The number of obesity-related hospital admissions in England is on the rise, according to new figures released by the NHS.
A new report, published by the NHS, has revealed that there has been a 15 per cent increase in the number of hospital admissions where obesity is the main or secondary reason.
In 2017/18, approximately 711,000 hospital admissions in England had obesity recorded as the first or second reason for admission, up from 617,000 the year before.
Of the total number of admissions recorded in 2017/18, 10,660 had a primary diagnosis of obesity and 74 per cent of these were women.
The peak age for being admitted for obesity was 45 to 54, before declining among older age groups.

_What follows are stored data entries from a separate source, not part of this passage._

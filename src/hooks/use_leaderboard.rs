use dioxus::prelude::*;

use super::store::{TreeRow, TreeStore};
use crate::WalletState;

/// Top-N cutoff. The store query already orders and limits, but the
/// ranking below re-sorts so the property holds regardless of the
/// endpoint's behavior.
pub const LEADERBOARD_LIMIT: usize = 10;

#[derive(Clone, Debug, Default, PartialEq)]
pub struct LeaderboardEntry {
    pub rank: usize,
    pub address: String,
    pub count: u64,
}

#[derive(Clone, Default)]
pub struct LeaderboardState {
    pub entries: Vec<LeaderboardEntry>,
    pub loading: bool,
    pub error: Option<String>,
}

/// Leaderboard view state, refreshed on wallet connect. Every refresh is a
/// full re-query; nothing is updated incrementally.
pub fn use_leaderboard() -> Signal<LeaderboardState> {
    let state = use_context::<Signal<LeaderboardState>>();
    let wallet = use_context::<Signal<WalletState>>();
    let store = use_context::<TreeStore>();

    let connected = use_memo(move || wallet.read().connected);

    let _resource = use_resource(move || {
        let store = store.clone();
        async move {
            // Reruns on connect/disconnect.
            let _ = connected();
            refresh_leaderboard(&store, state).await;
        }
    });

    state
}

/// Re-query the top planters and replace the shared leaderboard state.
/// Also called from the garden after every successful plant.
pub async fn refresh_leaderboard(store: &TreeStore, mut state: Signal<LeaderboardState>) {
    state.write().loading = true;

    match store.fetch_leaderboard(LEADERBOARD_LIMIT).await {
        Ok(rows) => {
            let mut s = state.write();
            s.entries = rank_entries(rows);
            s.error = None;
            s.loading = false;
        }
        Err(e) => {
            tracing::warn!("Failed to fetch leaderboard: {}", e);
            let mut s = state.write();
            s.error = Some(e.to_string());
            s.loading = false;
        }
    }
}

fn rank_entries(mut rows: Vec<TreeRow>) -> Vec<LeaderboardEntry> {
    // Sort by tree count descending
    rows.sort_by(|a, b| b.count.cmp(&a.count));

    rows.into_iter()
        .take(LEADERBOARD_LIMIT)
        .enumerate()
        .map(|(i, row)| LeaderboardEntry {
            rank: i + 1,
            address: row.address,
            count: row.count,
        })
        .collect()
}

#[cfg(test)]
mod tests {
    use super::*;

    fn row(address: &str, count: u64) -> TreeRow {
        TreeRow {
            address: address.to_string(),
            count,
        }
    }

    #[test]
    fn entries_sorted_descending_with_ranks() {
        let ranked = rank_entries(vec![row("a", 3), row("b", 9), row("c", 6)]);

        assert_eq!(
            ranked.iter().map(|e| e.address.as_str()).collect::<Vec<_>>(),
            vec!["b", "c", "a"]
        );
        assert_eq!(
            ranked.iter().map(|e| e.rank).collect::<Vec<_>>(),
            vec![1, 2, 3]
        );
        assert!(ranked.windows(2).all(|w| w[0].count >= w[1].count));
    }

    #[test]
    fn capped_at_limit() {
        let rows = (0..25).map(|i| row(&format!("addr{i}"), i)).collect();
        let ranked = rank_entries(rows);

        assert_eq!(ranked.len(), LEADERBOARD_LIMIT);
        assert_eq!(ranked[0].count, 24);
        assert_eq!(ranked[0].rank, 1);
    }

    #[test]
    fn empty_store_gives_empty_board() {
        assert!(rank_entries(Vec::new()).is_empty());
    }
}
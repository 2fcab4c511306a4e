#![allow(non_snake_case)]

mod components;
mod hooks;
mod pages;
mod route;

use dioxus::prelude::*;
use hooks::{ChainClient, LeaderboardState, TreeStore};
use route::Route;

// Configuration
pub const RPC_URL: &str = "https://api.devnet.solana.com";
pub const EXPLORER_CLUSTER: &str = "devnet";

// Counter store credentials are baked in at build time, like the rest of
// the front-end configuration.
pub const SUPABASE_URL: &str = match option_env!("SUPABASE_URL") {
    Some(url) => url,
    None => "https://project.supabase.co",
};
pub const SUPABASE_ANON_KEY: &str = match option_env!("SUPABASE_ANON_KEY") {
    Some(key) => key,
    None => "",
};

/// Lamports moved by the symbolic self-transfer. 1 lamport is enough to
/// produce a verifiable signature on devnet.
pub const PLANT_LAMPORTS: u64 = 1;

fn main() {
    #[cfg(feature = "web")]
    {
        tracing_wasm::set_as_global_default();
        dioxus::launch(App);
    }

    #[cfg(feature = "desktop")]
    {
        dioxus::launch(App);
    }
}

#[component]
fn App() -> Element {
    // Global state providers
    use_context_provider(|| Signal::new(WalletState::default()));
    use_context_provider(|| Signal::new(TreeState::default()));
    use_context_provider(|| Signal::new(LeaderboardState::default()));

    // Clients are built once here and handed down, never reached for as
    // globals.
    use_context_provider(|| ChainClient::new(RPC_URL));
    use_context_provider(|| TreeStore::new(SUPABASE_URL, SUPABASE_ANON_KEY));

    rsx! {
        Router::<Route> {}
    }
}

// Global state types
#[derive(Clone, Default, Debug)]
pub struct WalletState {
    pub connected: bool,
    pub pubkey: Option<String>,
}

/// The connected wallet's tree counter, mirrored from the remote store.
#[derive(Clone, Debug)]
pub struct TreeState {
    pub count: u64,
    pub loading: bool,
}

impl Default for TreeState {
    fn default() -> Self {
        Self {
            count: 0,
            loading: true,
        }
    }
}
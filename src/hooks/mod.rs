mod rpc;
mod store;
mod use_leaderboard;
mod use_plant;
mod use_tree_count;

pub use rpc::{ChainClient, RpcError};
pub use store::{StoreError, TreeRow, TreeStore};
pub use use_leaderboard::{refresh_leaderboard, use_leaderboard, LeaderboardState, LEADERBOARD_LIMIT};
pub use use_plant::{plant_transaction, PlantError};
pub use use_tree_count::use_tree_count;
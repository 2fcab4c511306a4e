use dioxus::prelude::*;

use crate::TreeState;

pub const TREES_PER_LEVEL: u64 = 5;

#[component]
pub fn PlanterStats() -> Element {
    let tree = use_context::<Signal<TreeState>>();
    let tree_read = tree.read();

    let level = planter_level(tree_read.count);
    let to_next = trees_to_next_level(tree_read.count);

    rsx! {
        div { class: "card",
            h3 { class: "text-lg font-semibold text-green-400 mb-4", "Progress" }

            if tree_read.loading {
                div { class: "animate-pulse space-y-3",
                    div { class: "h-4 bg-gray-700 rounded w-3/4" }
                    div { class: "h-4 bg-gray-700 rounded w-1/2" }
                }
            } else {
                div { class: "space-y-3",
                    StatRow {
                        label: "Trees Planted",
                        value: format!("{}", tree_read.count),
                        highlight: tree_read.count > 0,
                    }
                    StatRow {
                        label: "Planter Level",
                        value: format!("{}", level),
                    }
                    StatRow {
                        label: "Next level in",
                        value: format!("{} trees", to_next),
                    }
                }
            }
        }
    }
}

#[derive(Props, Clone, PartialEq)]
struct StatRowProps {
    label: &'static str,
    value: String,
    #[props(default = false)]
    highlight: bool,
}

#[component]
fn StatRow(props: StatRowProps) -> Element {
    let value_class = if props.highlight {
        "text-green-400 font-semibold"
    } else {
        "text-gray-300"
    };

    rsx! {
        div { class: "flex justify-between items-center",
            span { class: "text-gray-500", "{props.label}" }
            span { class: "{value_class} font-mono", "{props.value}" }
        }
    }
}

/// Every five trees advances the planter one level; a fresh wallet starts
/// at level 1.
pub fn planter_level(count: u64) -> u64 {
    count / TREES_PER_LEVEL + 1
}

fn trees_to_next_level(count: u64) -> u64 {
    TREES_PER_LEVEL - count % TREES_PER_LEVEL
}

#[cfg(test)]
mod tests {
    use super::*;

    #[test]
    fn fresh_wallet_is_level_one() {
        assert_eq!(planter_level(0), 1);
        assert_eq!(planter_level(4), 1);
    }

    #[test]
    fn fifth_tree_levels_up() {
        assert_eq!(planter_level(5), 2);
        assert_eq!(planter_level(9), 2);
        assert_eq!(planter_level(10), 3);
    }

    #[test]
    fn next_level_countdown() {
        assert_eq!(trees_to_next_level(0), 5);
        assert_eq!(trees_to_next_level(4), 1);
        assert_eq!(trees_to_next_level(5), 5);
    }
}
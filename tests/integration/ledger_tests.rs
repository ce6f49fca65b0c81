// tests/integration/ledger_tests.rs
use std::sync::Arc;

use crate::common::jane_doe;
use docverify::{
    blockchain::{
        abi::{self, GET_DETAILS, VERIFY_DOCUMENT},
        LedgerClient, MemoryLedger,
    },
    core::{
        crypto::{DigestService, Sha256Digest},
        identity::Fingerprint,
        services::WorkflowState,
    },
    utils::config::Config,
    Application,
};

#[test]
fn test_registry_calldata_uses_distinct_selectors() {
    let fp = Fingerprint::parse(&format!("0x{}", "ab".repeat(32))).unwrap();
    let verify = abi::encode_bytes32_call(VERIFY_DOCUMENT, &fp.to_bytes());
    let details = abi::encode_bytes32_call(GET_DETAILS, &fp.to_bytes());

    assert_ne!(verify[..4], details[..4]);
    assert_eq!(verify[4..], details[4..]);
}

#[test]
fn test_record_tuple_survives_abi_encoding() {
    let fields = [
        "Jane Doe", "1990-01-01", "Female", "", "+1 555 0100", "jane@example.com", "", "", "", "",
        "", "",
    ];
    let decoded = abi::decode_record(&abi::encode_strings(&fields)).unwrap();
    assert_eq!(decoded.full_name, "Jane Doe");
    assert_eq!(decoded.phone, "+1 555 0100");
    assert_eq!(decoded.photo_url, "");
}

#[tokio::test]
async fn test_application_with_offline_ledger() {
    let dir = tempfile::tempdir().unwrap();
    let document = b"diploma scan".to_vec();
    let fp = Sha256Digest::new().digest(&document).unwrap();

    let ledger_path = dir.path().join("ledger.json");
    let mut records = std::collections::HashMap::new();
    records.insert(fp.clone(), jane_doe());
    std::fs::write(&ledger_path, serde_json::to_string(&records).unwrap()).unwrap();

    let mut config = Config::defaults().unwrap();
    config.workflow.scan_delay_ms = 0;
    config.export.output_dir = dir.path().join("cards");

    let app = Application::with_ledger_file(config, &ledger_path, None).await.unwrap();
    let controller = app.controller();

    let state = controller.submit_file(&document).await.unwrap();
    assert!(matches!(state, WorkflowState::Verified(_)));

    let artifact = controller.export_current().unwrap();
    assert!(artifact.path.starts_with(dir.path().join("cards")));
    assert!(artifact.path.exists());

    controller.reset();
    let state = controller.submit_file(b"unregistered").await.unwrap();
    assert_eq!(state, WorkflowState::NotFound);
    app.shutdown();
}

#[tokio::test]
async fn test_application_without_provider_reports_connection_error() {
    let mut config = Config::defaults().unwrap();
    config.workflow.scan_delay_ms = 0;

    let app = Application::new(config, None).await.unwrap();
    let state = app
        .controller()
        .submit_fingerprint(&format!("0x{}", "ab".repeat(32)))
        .await
        .unwrap();

    match state {
        WorkflowState::ConnectionError { reason } => assert!(reason.contains("No ledger provider")),
        other => panic!("unexpected {:?}", other),
    }
}

#[tokio::test]
async fn test_memory_ledger_through_trait_object() {
    let ledger: Arc<dyn LedgerClient> = Arc::new(MemoryLedger::new());
    let fp = Fingerprint::parse(&format!("0x{}", "00".repeat(32))).unwrap();
    assert!(!ledger.lookup(&fp).await.unwrap());
}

Where obesity was a secondary reason for admission, the most common diagnoses related to joint problems such as arthritis, or health issues in pregnancy where the woman was obese.
Gallstones and heart disease that occurred as a result of obesity were also on the list of secondary factors.
The Statistics on Obesity, Physical Activity and Diet report showed that the national admission rate where obesity was a factor was 1,323 per 100,000 population.
Nottingham and The Wirral were found to have much higher rates than the national average, with more than 3,000 per 100,000 population.
In contrast, Wokingham, Reading, West Berkshire and Richmond-upon-Thames all recorded admission rates below 500.
The data also revealed that there were 6,627 hospital admissions in 2017/18 for bariatric surgery, also called weight loss or metabolic surgery – a two per cent rise on the previous year.
Figures from the report showed that 29 per cent of adults are obese and more than a fifth of men and women are physically inactive.
Similarly, only 20 per cent of boys and 14 per cent of girls meet the Government's guidelines for an hour's exercise a day.
In response to the report, public health minister Seema Kennedy said: “This data shines a light on the devastating consequences of obesity - both for individuals and for the NHS.
”Prevention is always better than a cure and we are already taking action to protect the health of our next generation, with plans to reduce children's exposure to sugary and fatty foods and get them moving more in school each day.
“I am committed to reversing these worrying trends and we will be exploring other solutions through our prevention Green Paper later this year.”
The findings follow the news that Leeds has become the first city in the UK to report a reduction in childhood obesity after introducing mass parenting lessons on how to be stricter.
In light of the initiative, a new study by Oxford University revealed that while obesity rates among five-year-olds in England remained unchanged between 2013-4 and 2016-7, at around 9.4 per cent, rates in Leeds dropped to 8.8 per cent over the same period.